### **Network Analysis**

<font color="red">File access required:</font> In Colab this notebook requires first uploading files **Friends.csv**, **Follows.csv**, and **Dolphins.csv** using the *Files* feature in the left toolbar. If running the notebook on a local computer, simply ensure these files are in the same workspace as the notebook.

In [None]:
# Setup
import csv
import matplotlib.pyplot as plt
%matplotlib inline
import networkx as nx

**Look at CSV files:** node pairs

### Undirected graph (Friends)

In [None]:
# Load graph from CSV file with no header
f = open('Friends.csv')
G = nx.read_edgelist(f, delimiter=',', nodetype=str)
print(G)

In [None]:
# Display graph
# First two lines size drawing for Jupyter notebook
# Note layout differs each time
plt.figure(figsize=(7,7))
plt.margins(x=0.1, y=0.1)
nx.draw(G, with_labels=True, node_size=1500, node_color='c')

In [None]:
# Density of graph
numnodes = G.number_of_nodes()
numedges = G.number_of_edges()
possedges = G.number_of_nodes() * (G.number_of_nodes()-1)
print('Number of nodes:', numnodes)
print('Number of edges:', numedges)
print('Possible edges:', possedges)
print('Density (edges divided by possible edges):', numedges/possedges)

In [None]:
# Did previous cell get right answer?
print('Using density function:', nx.density(G))

In [None]:
# Diameter and overall average shortest distance
print('Diameter:', nx.diameter(G))
print('Average shortest distance:', nx.average_shortest_path_length(G))

In [None]:
# Maximal cliques
cliques = nx.find_cliques(G) # cliques is iterator
for c in cliques:
    print(c)
# Try print cliques
# Modify code to only print cliques > 2

In [None]:
# Iterating through nodes of the graph
for n in G:
    print(n)

In [None]:
# Number of friends -'degree' is number of edges incident on a node
numfriends = G.degree
print(numfriends)
# for n in numfriends:
#    print(n[0], 'has', n[1], 'friends')
# Or can treat list of pairs like a dictionary
# for n in G:
#    print(n, 'has', numfriends[n], 'friends')

In [None]:
# Friends lists
for n in G:
    print(n, 'has friends:')
    friends = G.neighbors(n) # friends is iterator
    for f in friends:
        print(' ', f)

In [None]:
# Friends lists v2
for n in G:
    print(n, 'has friends:', list(G.neighbors(n)))

In [None]:
# Closeness centrality - average shortest distance to other nodes, normalized on reverse 0-1 scale
cc = nx.closeness_centrality(G)
print(cc)
# sorted_keys = sorted(cc, key=cc.get, reverse=True)
# print(sorted_keys)
# for k in sorted_keys:
#    print(k, 'has closeness centrality', cc[k])

In [None]:
# Betweenness centrality - number of shortest paths it's on, normalized on 0-1 scale
bc = nx.betweenness_centrality(G)
sorted_keys = sorted(bc, key=bc.get, reverse=True)
for k in sorted_keys:
    print(k, 'has betweenness centrality', bc[k])

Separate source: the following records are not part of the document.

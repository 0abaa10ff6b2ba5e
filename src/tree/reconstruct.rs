//! Tree reconstruction: flat records back to a nested, ordered tree.
//!
//! Children are appended in the order records are visited, so a sorted record
//! list yields sorted siblings under every parent.

use crate::tree::flatten::FlatRecord;
use crate::types::{now_millis, NodeId, Timestamp, ROOT_ID, ROOT_TITLE};
use serde::Serialize;
use std::collections::HashMap;
use tracing::{debug, warn};

/// A node of the rebuilt tree, owning its children.
#[derive(Debug, Clone, PartialEq, Serialize)]
pub struct ReconstructedNode {
    pub id: NodeId,
    pub title: String,
    #[serde(skip_serializing_if = "Option::is_none")]
    pub url: Option<String>,
    #[serde(skip_serializing_if = "Option::is_none")]
    pub date_added: Option<Timestamp>,
    pub children: Vec<ReconstructedNode>,
}

impl ReconstructedNode {
    pub fn is_folder(&self) -> bool {
        self.url.is_none()
    }

    pub fn node_count(&self) -> usize {
        1 + self
            .children
            .iter()
            .map(ReconstructedNode::node_count)
            .sum::<usize>()
    }

    fn from_record(record: &FlatRecord) -> Self {
        Self {
            id: record.id.clone(),
            title: record.title.clone(),
            url: record.url.clone(),
            date_added: record.date_added,
            children: Vec::new(),
        }
    }
}

struct Slot<'a> {
    record: Option<&'a FlatRecord>,
    children: Vec<usize>,
}

const ROOT_SLOT: usize = 0;

/// Rebuild the tree and return the synthetic root's children.
pub fn reconstruct(records: &[FlatRecord]) -> Vec<ReconstructedNode> {
    reconstruct_root(records).children
}

/// Rebuild the tree under a synthetic root (`"0"`, `"root"`).
///
/// A record carrying the root identity maps onto the synthetic root. Records
/// whose parent is absent or unknown attach to the root, as do records that
/// a parent cycle makes unreachable.
pub fn reconstruct_root(records: &[FlatRecord]) -> ReconstructedNode {
    let mut lookup: HashMap<&str, usize> = HashMap::with_capacity(records.len() + 1);
    let mut slots: Vec<Slot<'_>> = Vec::with_capacity(records.len() + 1);
    lookup.insert(ROOT_ID, ROOT_SLOT);
    slots.push(Slot {
        record: None,
        children: Vec::new(),
    });

    for record in records {
        if lookup.contains_key(record.id.as_str()) {
            if record.id != ROOT_ID {
                debug!(id = %record.id, "Skipping duplicate record during reconstruction");
            }
            continue;
        }
        lookup.insert(record.id.as_str(), slots.len());
        slots.push(Slot {
            record: Some(record),
            children: Vec::new(),
        });
    }

    for slot in 1..slots.len() {
        let parent = slots[slot]
            .record
            .and_then(|record| record.parent_id.as_deref())
            .and_then(|parent_id| lookup.get(parent_id).copied())
            .unwrap_or(ROOT_SLOT);
        slots[parent].children.push(slot);
    }

    let mut visited = vec![false; slots.len()];
    visited[ROOT_SLOT] = true;
    let mut root = ReconstructedNode {
        id: ROOT_ID.to_string(),
        title: ROOT_TITLE.to_string(),
        url: None,
        date_added: Some(now_millis()),
        children: build_children(ROOT_SLOT, &slots, &mut visited),
    };

    for slot in 1..slots.len() {
        if !visited[slot] {
            if let Some(record) = slots[slot].record {
                warn!(id = %record.id, "Record unreachable from root, attaching to root");
            }
            if let Some(node) = build(slot, &slots, &mut visited) {
                root.children.push(node);
            }
        }
    }

    root
}

fn build(slot: usize, slots: &[Slot<'_>], visited: &mut [bool]) -> Option<ReconstructedNode> {
    visited[slot] = true;
    let mut node = ReconstructedNode::from_record(slots[slot].record?);
    node.children = build_children(slot, slots, visited);
    Some(node)
}

fn build_children(slot: usize, slots: &[Slot<'_>], visited: &mut [bool]) -> Vec<ReconstructedNode> {
    let mut children = Vec::with_capacity(slots[slot].children.len());
    for &child in &slots[slot].children {
        if visited[child] {
            continue;
        }
        if let Some(node) = build(child, slots, visited) {
            children.push(node);
        }
    }
    children
}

### Directed graph (Followers)

In [None]:
# Load graph from CSV file with no header
f = open('Follows.csv')
D = nx.read_edgelist(f, delimiter=',', nodetype=str, create_using=nx.DiGraph())
print(D)

In [None]:
# Display graph
plt.figure(figsize=(8,8))
plt.margins(x=0.1, y=0.1)
nx.draw(D, with_labels=True, node_size=1500, arrows=True, node_color='c')

In [None]:
# Number of follows and followers
follows = D.out_degree
followers = D.in_degree
print('Number of follows: ', follows)
print('Number of followers: ', followers)
# Can treat list of pairs like a dictionary
# for n in D:
#    print(n, 'follows', follows[n], 'and has', followers[n], 'followers')

In [None]:
# Reciprocity - people that follow each other (see what's wrong and fix it)
for n in D:
    print(n, list(D.neighbors(n)))
#    for n2 in list(D.neighbors(n)):
#        if n in list(D.neighbors(n2)):
#            print(n, 'and', n2, 'follow each other')

In [None]:
# Cycles
cycles = nx.simple_cycles(D)
for c in cycles:
    print(c)

In [None]:
# Alternative reciprocity
cycles = nx.simple_cycles(D)
for c in cycles:
    if len(c) == 2:
        print(c[0], 'and', c[1], 'follow each other')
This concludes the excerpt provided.